Restoration of model NI from 48 Ma back to 60 Ma was straightforward. Because no throughgoing master strike-slip faults were active, only minor manual regridding was required. However, evidence for significant sinistral slip from 75 Ma to 60 Ma along the Nacimiento and related faults (Dickinson et al., 2005; Ingersoll, 2019b) dictated that manual regridding was needed for that period. It was decided that the model would be improved by including possible strike-slip fault segments in Mexico that may lie buried by Tertiary and Quaternary sediments and volcanics. This decision was complicated by uncertainty about the locations of possible trace extensions. The two most likely possible traces were tested in alternate models of the period of sinistral fault activity (75–60 Ma). Restoring significant strike slip on these traces had both proximal and distal effects on the rest of the model. To moderate these effects, one more paleo-high-μ (high-continuum compliance) zone was added in the pre-Oligocene basement of the Sierra Madre Occidental (Fig. 1), where the paucity of pre-Oligocene outcrops provides no constraints on Late Cretaceous–Eocene tectonics. Only one of the two trace models, NC, survived geologic tests of validity following restoration.

Inferring an Ancient Nacimiento Strike-Slip Fault System

Dickinson (1983), Dickinson et al. (2005), and Ingersoll (2019b) proposed that, in Laramide time, the originally smooth and parallel lithotectonic belts comprising the Cretaceous subduction margin of western North America were cut by a long sinistral fault trending NW–SE, with offset of hundreds of kilometers. They bracketed the timing of this event as latest Cretaceous through Paleocene, and most likely within the 75–60 Ma interval.
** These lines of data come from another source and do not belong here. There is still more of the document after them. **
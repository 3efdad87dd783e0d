use serde::{Deserialize, Serialize};

use super::{FitnessLevel, Gender, User};

/// Credentials posted to `/auth/login`.
#[derive(Debug, Clone, Serialize, Deserialize, PartialEq, Eq)]
pub struct LoginRequest {
    pub email: String,
    pub password: String,
}

/// Full profile posted to `/auth/register`.
///
/// Built from a validated [`crate::forms::register::RegisterForm`], never by hand
/// from raw input.
#[derive(Debug, Clone, Serialize, Deserialize, PartialEq)]
#[serde(rename_all = "camelCase")]
pub struct RegisterRequest {
    pub username: String,
    pub email: String,
    pub password: String,
    pub age: u32,
    pub gender: Gender,
    pub height: f64,
    pub weight: f64,
    pub weight_goal: f64,
    pub main_goal: String,
    pub fitness_level: FitnessLevel,
    pub preferred_workout_split: String,
}

/// Successful login or registration.
///
/// Some deployments only return the token; the session store then fetches the
/// profile separately.
#[derive(Debug, Clone, Serialize, Deserialize, PartialEq)]
pub struct AuthResponse {
    pub token: String,
    #[serde(default)]
    pub user: Option<User>,
}

#[cfg(test)]
mod tests {
    use super::*;

    #[test]
    fn test_auth_response_with_user() {
        let response: AuthResponse =
            serde_json::from_str(r#"{"token":"t1","user":{"username":"a"}}"#).unwrap();
        assert_eq!(response.token, "t1");
        assert_eq!(response.user.map(|u| u.username).as_deref(), Some("a"));
    }

    #[test]
    fn test_auth_response_token_only() {
        let response: AuthResponse = serde_json::from_str(r#"{"token":"t2"}"#).unwrap();
        assert!(response.user.is_none());
    }

    #[test]
    fn test_register_request_wire_names() {
        let request = RegisterRequest {
            username: "lifter".to_string(),
            email: "lifter@example.com".to_string(),
            password: "password123".to_string(),
            age: 30,
            gender: Gender::Other,
            height: 180.0,
            weight: 80.0,
            weight_goal: 75.0,
            main_goal: "endurance".to_string(),
            fitness_level: FitnessLevel::Beginner,
            preferred_workout_split: "full body".to_string(),
        };
        let value = serde_json::to_value(&request).unwrap();
        assert_eq!(value["weightGoal"], 75.0);
        assert_eq!(value["fitnessLevel"], "beginner");
        assert_eq!(value["preferredWorkoutSplit"], "full body");
        assert_eq!(value["gender"], "other");
    }
}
Each of these papers identified the westernmost parts of the fault in California, where they have been offset by younger NW-trending dextral faults (including the San Gregorio–Hosgri, Rinconada, San Gabriel, and San Andreas). A helpful unifying principle was topological: Each piece of the sinistral fault served as part of the southwestern boundary of the California geologic terrane known as Salinia. Their collective name for these once connected fault segments was Nacimiento fault, taken from the name of one segment exposed near the Nacimiento River in the Coast Ranges of central California. It is important to note that this Nacimiento fault is different in location, dip, rake, offset, and age from the Nacimiento fault proposed by Hall and Saleeby (2013). However, sketch maps of tectonics during Laramide time by Dickinson (1983) and by Ingersoll (2019b) were necessarily generic and free of geographic coordinates, which left the locations of the northwestern and southeastern parts of the fault system poorly defined, and its terminations unknown. The Restore reconstruction attempts to extend this model by specifying fault-trace locations, determining and then restoring fault offsets, and exploring the implications of these large offsets for other aspects of the structure and geologic history of the southwestern USA and northwestern Mexico. The proposed total sinistral fault system had a minimum (great-circle chord) length of ~1700 km when it was active, and sinistral offset of ~400 km near its center.

Nacimiento Segment

Bird and Ingersoll (2022) defined the Nacimiento segment of the throughgoing Nacimiento fault system as consisting of the following nine faults, from NW to SE (Fig. 2):

  • F3992L Nacimiento 00 (trench connector) paleo-sinistral fault, off California

  • F2432L Nacimiento 01 (offshore segment) paleo-sinistral fault, off California

  • F4253L Nacimiento 02 (Sur–Gamboa–San Gregorio segment) paleo-sinistral fault, California

  • F2435L Nacimiento 03 (north segment) paleo-sinistral fault, California

  • F4555L Nacimiento 04 (Rinconada segment) paleo-sinistral fault, California

  • F2436L Nacimiento 05 (south segment) paleo-sinistral fault, California

  • F4016L Nacimiento 06 (Big Pine west segment) paleo-sinistral fault, California

  • F2437L Nacimiento 07 (Pine Mountain segment) paleo-sinistral fault, California

  • F2438L Nacimiento 08 (Agua Blanca segment) paleo-sinistral fault, California

In most cases of joins between these faults, Bird and Ingersoll (2022) assigned the “throughgoing master fault” property to each end, so that Restore would keep those ends connected through time and finite strain. In this way, approximate paleo-locations of these pieces were determined at 60 Ma, as shown in Figures 1 and 3A. Due to deficiencies in the restoration algorithm, and the large, coarse finite elements, this collective trace got kinked and folded in a way that looks very unphysical, and which would effectively preclude any large strike-slip offset.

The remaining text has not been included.